Update No. 3 (12:30 pm ET): Missed this February 29 piece on Data Center Knowledge that says Microsoft officials earlier confirmed that a cert issue (which sounds like it is Leap Year-related) does seem to blame for at least some of what's gone wrong.
Update No. 4 (3:15 pm ET): No new update from Microsoft for the past three hours, but it doesn't look like things are resolved by a longshot.
I am hearing from more and more customers that they are being affected across a variety of Azure services. A new check on the status dashboard is showing SQL Azure Data Sync is down for most of the U.S. Compute is still iffy in North Central and South Central U.S., as well as Northern Europe. Service Bus is down totally in South US. And Service Management is still totally down worldwide. ZDNet UK is likewise monitoring the dashboard and keeping up with the latest service degradation and outage reports across the Azure service stack.

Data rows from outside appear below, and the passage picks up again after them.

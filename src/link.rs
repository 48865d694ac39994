//! Byte-level transport over the physical sensor connection.
//!
//! [`Link`] is the single seam between the protocol logic and the hardware:
//! the command channel, the raw logger and the telemetry publisher all drive
//! the same object through it. Reads are polls: [`Link::read_byte`] returns
//! `Ok(None)` immediately when nothing is buffered, and callers implement
//! their own wait/retry loops. The trait performs no retries of its own and
//! reports every error.
//!
//! At most one component may be reading the link at any instant. The shared
//! handle ([`SharedLink`]) serializes individual byte operations, but it does
//! not arbitrate ownership; keeping the logger disabled and the publisher
//! paused while a command exchange runs is the caller's responsibility.

use crate::error::AppResult;
use parking_lot::Mutex;
use std::sync::Arc;

#[cfg(feature = "instrument_serial")]
use crate::config::LinkSettings;
#[cfg(feature = "instrument_serial")]
use crate::error::SensorError;
#[cfg(feature = "instrument_serial")]
use std::io::{Read, Write};
#[cfg(feature = "instrument_serial")]
use std::time::Duration;

/// Byte-level transport contract.
pub trait Link: Send {
    /// Opens the underlying connection.
    fn open(&mut self) -> AppResult<()>;

    /// Whether the connection is currently open.
    fn is_open(&self) -> bool;

    /// Polls for a single byte.
    ///
    /// Returns `Ok(None)` immediately when no byte is buffered; never blocks
    /// waiting for data.
    fn read_byte(&mut self) -> AppResult<Option<u8>>;

    /// Writes bytes, returning the count written.
    fn write(&mut self, data: &[u8]) -> AppResult<usize>;

    /// Number of bytes currently buffered for reading. Reports 0 when the
    /// count cannot be queried.
    fn pending(&self) -> usize;

    /// Discards any buffered incoming bytes.
    fn flush_input(&mut self) -> AppResult<()>;

    /// Discards any queued outgoing bytes.
    fn flush_output(&mut self) -> AppResult<()>;

    /// Closes the connection. Safe to call when already closed.
    fn close(&mut self);
}

/// Shared handle to a link, cloneable across the background tasks.
pub type SharedLink = Arc<Mutex<Box<dyn Link>>>;

/// Wraps a link for sharing between the command channel and the background
/// tasks.
pub fn wrap_shared(link: Box<dyn Link>) -> SharedLink {
    Arc::new(Mutex::new(link))
}

/// Serial port transport for the physical sensor.
///
/// Fixed framing per the sensor's interface: 8 data bits, no parity, one
/// stop bit. Baud rate and port timeout come from [`LinkSettings`].
#[cfg(feature = "instrument_serial")]
pub struct SerialLink {
    port_name: String,
    baud_rate: u32,
    timeout: Duration,
    port: Option<Box<dyn serialport::SerialPort>>,
}

#[cfg(feature = "instrument_serial")]
impl SerialLink {
    /// Creates a closed link for the given port.
    pub fn new(port_name: impl Into<String>, settings: &LinkSettings) -> Self {
        Self {
            port_name: port_name.into(),
            baud_rate: settings.baud_rate,
            timeout: Duration::from_millis(settings.timeout_ms),
            port: None,
        }
    }

    /// Lists serial ports visible on this machine.
    ///
    /// Port selection itself happens outside this crate; this is the
    /// enumeration half of that boundary.
    pub fn available_ports() -> AppResult<Vec<serialport::SerialPortInfo>> {
        serialport::available_ports().map_err(|e| SensorError::Transport(e.to_string()))
    }
}

#[cfg(feature = "instrument_serial")]
impl Link for SerialLink {
    fn open(&mut self) -> AppResult<()> {
        let port = serialport::new(&self.port_name, self.baud_rate)
            .data_bits(serialport::DataBits::Eight)
            .parity(serialport::Parity::None)
            .stop_bits(serialport::StopBits::One)
            .timeout(self.timeout)
            .open()
            .map_err(|e| {
                SensorError::Transport(format!("failed to open '{}': {}", self.port_name, e))
            })?;
        log::info!("Connected to {} at {} baud", self.port_name, self.baud_rate);
        self.port = Some(port);
        Ok(())
    }

    fn is_open(&self) -> bool {
        self.port.is_some()
    }

    fn read_byte(&mut self) -> AppResult<Option<u8>> {
        let port = self.port.as_mut().ok_or(SensorError::LinkNotOpen)?;
        let waiting = port
            .bytes_to_read()
            .map_err(|e| SensorError::Transport(format!("read poll failed: {e}")))?;
        if waiting == 0 {
            return Ok(None);
        }
        let mut buf = [0u8; 1];
        match port.read(&mut buf) {
            Ok(0) => Ok(None),
            Ok(_) => Ok(Some(buf[0])),
            Err(e) if e.kind() == std::io::ErrorKind::TimedOut => Ok(None),
            Err(e) => Err(SensorError::Transport(format!("read failed: {e}"))),
        }
    }

    fn write(&mut self, data: &[u8]) -> AppResult<usize> {
        let port = self.port.as_mut().ok_or(SensorError::LinkNotOpen)?;
        port.write_all(data)
            .and_then(|()| port.flush())
            .map_err(|e| SensorError::Transport(format!("write failed: {e}")))?;
        Ok(data.len())
    }

    fn pending(&self) -> usize {
        match &self.port {
            Some(port) => match port.bytes_to_read() {
                Ok(n) => n as usize,
                Err(e) => {
                    log::warn!("Could not query pending bytes: {e}");
                    0
                }
            },
            None => 0,
        }
    }

    fn flush_input(&mut self) -> AppResult<()> {
        let port = self.port.as_mut().ok_or(SensorError::LinkNotOpen)?;
        port.clear(serialport::ClearBuffer::Input)
            .map_err(|e| SensorError::Transport(format!("input flush failed: {e}")))
    }

    fn flush_output(&mut self) -> AppResult<()> {
        let port = self.port.as_mut().ok_or(SensorError::LinkNotOpen)?;
        port.clear(serialport::ClearBuffer::Output)
            .map_err(|e| SensorError::Transport(format!("output flush failed: {e}")))
    }

    fn close(&mut self) {
        if self.port.take().is_some() {
            log::info!("Disconnected from {}", self.port_name);
        }
    }
}
//! Fixed-layout wire records and payload compression.
//!
//! Record layouts are a wire contract shared with the ingest side: field
//! order and width must round-trip exactly through encode/decode, so both
//! directions live here side by side. All integers and floats are
//! little-endian. Payloads are zlib-compressed before publishing.

use crate::error::{AppResult, SensorError};
use bytes::{Buf, BufMut};
use flate2::write::ZlibEncoder;
use flate2::Compression;
use std::io::Write;

/// Encoded size of a [`HighFreqRecord`]: 9 x f32 + u64.
pub const HIGH_FREQ_RECORD_LEN: usize = 44;

/// Encoded size of an [`EnvRecord`]: 4 x f32 + u64 + u8.
pub const ENV_RECORD_LEN: usize = 25;

/// Compression level for published payloads.
const COMPRESSION_LEVEL: u32 = 6;

/// One high-frequency sample: strain, principal strain and acceleration
/// channels plus a nanosecond timestamp.
#[derive(Debug, Clone, Copy, PartialEq)]
pub struct HighFreqRecord {
    /// Strain along x.
    pub strain_x: f32,
    /// Strain along y.
    pub strain_y: f32,
    /// Strain along z.
    pub strain_z: f32,
    /// First principal strain.
    pub strain_p1: f32,
    /// Second principal strain.
    pub strain_p2: f32,
    /// Principal strain angle in degrees.
    pub strain_pdeg: f32,
    /// Acceleration along x in m/s^2.
    pub accel_x: f32,
    /// Acceleration along y in m/s^2.
    pub accel_y: f32,
    /// Acceleration along z in m/s^2.
    pub accel_z: f32,
    /// Sample timestamp, nanoseconds since the Unix epoch.
    pub timestamp_ns: u64,
}

impl HighFreqRecord {
    /// Appends the encoded record to `buf`.
    pub fn encode_into(&self, buf: &mut Vec<u8>) {
        buf.put_f32_le(self.strain_x);
        buf.put_f32_le(self.strain_y);
        buf.put_f32_le(self.strain_z);
        buf.put_f32_le(self.strain_p1);
        buf.put_f32_le(self.strain_p2);
        buf.put_f32_le(self.strain_pdeg);
        buf.put_f32_le(self.accel_x);
        buf.put_f32_le(self.accel_y);
        buf.put_f32_le(self.accel_z);
        buf.put_u64_le(self.timestamp_ns);
    }

    /// Encodes the record as a standalone buffer.
    pub fn encode(&self) -> Vec<u8> {
        let mut buf = Vec::with_capacity(HIGH_FREQ_RECORD_LEN);
        self.encode_into(&mut buf);
        buf
    }

    /// Decodes one record from the start of `data`.
    pub fn decode(mut data: &[u8]) -> AppResult<Self> {
        if data.len() < HIGH_FREQ_RECORD_LEN {
            return Err(SensorError::MalformedRecord(
                "high-frequency record shorter than 44 bytes",
            ));
        }
        Ok(Self {
            strain_x: data.get_f32_le(),
            strain_y: data.get_f32_le(),
            strain_z: data.get_f32_le(),
            strain_p1: data.get_f32_le(),
            strain_p2: data.get_f32_le(),
            strain_pdeg: data.get_f32_le(),
            accel_x: data.get_f32_le(),
            accel_y: data.get_f32_le(),
            accel_z: data.get_f32_le(),
            timestamp_ns: data.get_u64_le(),
        })
    }
}

/// One environment sample: battery and weather channels, a nanosecond
/// timestamp and the originating sensor id.
#[derive(Debug, Clone, Copy, PartialEq)]
pub struct EnvRecord {
    /// Battery voltage in volts.
    pub v_batt: f32,
    /// Temperature in degrees Celsius.
    pub temperature: f32,
    /// Relative humidity in percent.
    pub humidity: f32,
    /// Barometric pressure in hPa.
    pub pressure: f32,
    /// Sample timestamp, nanoseconds since the Unix epoch.
    pub timestamp_ns: u64,
    /// Originating sensor id.
    pub sensor_id: u8,
}

impl EnvRecord {
    /// Encodes the record.
    pub fn encode(&self) -> Vec<u8> {
        let mut buf = Vec::with_capacity(ENV_RECORD_LEN);
        buf.put_f32_le(self.v_batt);
        buf.put_f32_le(self.temperature);
        buf.put_f32_le(self.humidity);
        buf.put_f32_le(self.pressure);
        buf.put_u64_le(self.timestamp_ns);
        buf.put_u8(self.sensor_id);
        buf
    }

    /// Decodes one record from the start of `data`.
    pub fn decode(mut data: &[u8]) -> AppResult<Self> {
        if data.len() < ENV_RECORD_LEN {
            return Err(SensorError::MalformedRecord(
                "environment record shorter than 25 bytes",
            ));
        }
        Ok(Self {
            v_batt: data.get_f32_le(),
            temperature: data.get_f32_le(),
            humidity: data.get_f32_le(),
            pressure: data.get_f32_le(),
            timestamp_ns: data.get_u64_le(),
            sensor_id: data.get_u8(),
        })
    }
}

/// Concatenates a batch of records in append order.
pub fn encode_batch(records: &[HighFreqRecord]) -> Vec<u8> {
    let mut buf = Vec::with_capacity(records.len() * HIGH_FREQ_RECORD_LEN);
    for record in records {
        record.encode_into(&mut buf);
    }
    buf
}

/// Compresses a payload for publishing (zlib, level 6).
pub fn compress(payload: &[u8]) -> std::io::Result<Vec<u8>> {
    let mut encoder = ZlibEncoder::new(
        Vec::with_capacity(payload.len() / 2),
        Compression::new(COMPRESSION_LEVEL),
    );
    encoder.write_all(payload)?;
    encoder.finish()
}

#[cfg(test)]
mod tests {
    use super::*;
    use flate2::read::ZlibDecoder;
    use std::io::Read;

    fn sample_record(seq: f32) -> HighFreqRecord {
        HighFreqRecord {
            strain_x: 1.5 + seq,
            strain_y: -2.25,
            strain_z: 0.125,
            strain_p1: 0.0,
            strain_p2: 0.0,
            strain_pdeg: 93.5,
            accel_x: 0.01,
            accel_y: -0.02,
            accel_z: 9.81,
            timestamp_ns: 1_733_500_000_123_456_789,
        }
    }

    #[test]
    fn high_freq_record_round_trips() {
        let record = sample_record(0.0);
        let encoded = record.encode();
        assert_eq!(encoded.len(), HIGH_FREQ_RECORD_LEN);
        let decoded = HighFreqRecord::decode(&encoded).expect("decode");
        assert_eq!(decoded, record);
    }

    #[test]
    fn env_record_round_trips() {
        let record = EnvRecord {
            v_batt: 3.72,
            temperature: 21.5,
            humidity: 48.0,
            pressure: 1013.2,
            timestamp_ns: 42,
            sensor_id: 7,
        };
        let encoded = record.encode();
        assert_eq!(encoded.len(), ENV_RECORD_LEN);
        let decoded = EnvRecord::decode(&encoded).expect("decode");
        assert_eq!(decoded, record);
    }

    #[test]
    fn short_buffers_are_rejected() {
        assert!(HighFreqRecord::decode(&[0u8; 43]).is_err());
        assert!(EnvRecord::decode(&[0u8; 24]).is_err());
    }

    #[test]
    fn batch_preserves_append_order() {
        let records: Vec<_> = (0..3).map(|i| sample_record(i as f32)).collect();
        let batch = encode_batch(&records);
        assert_eq!(batch.len(), 3 * HIGH_FREQ_RECORD_LEN);
        for (i, chunk) in batch.chunks(HIGH_FREQ_RECORD_LEN).enumerate() {
            let decoded = HighFreqRecord::decode(chunk).expect("decode");
            assert_eq!(decoded, records[i]);
        }
    }

    #[test]
    fn compressed_payload_inflates_back() {
        let batch = encode_batch(&[sample_record(0.0), sample_record(1.0)]);
        let compressed = compress(&batch).expect("compress");
        let mut inflated = Vec::new();
        ZlibDecoder::new(compressed.as_slice())
            .read_to_end(&mut inflated)
            .expect("inflate");
        assert_eq!(inflated, batch);
    }
}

From Laing's update, which noted that even after a fix was applied, some customers still had issues:
"(S)ome sub-regions and customers are still experiencing issues and as a result of these issues they may be experiencing a loss of application functionality. We are actively working to address these remaining issues. Customers should refer to the Windows Azure Service Dashboard for latest status. Windows Azure Storage was not impacted by this issue."
Microsoft plans to share more of its analysis of the root cause of today's outage once it is resolved, Laing added.
Update No. 6: (7:45 am ET on March 1): The dashboard is looking almost all green this morning, with the exception of some ongoing performance degradation in the South Central US region. Looks like it's all systems go for Azure customers.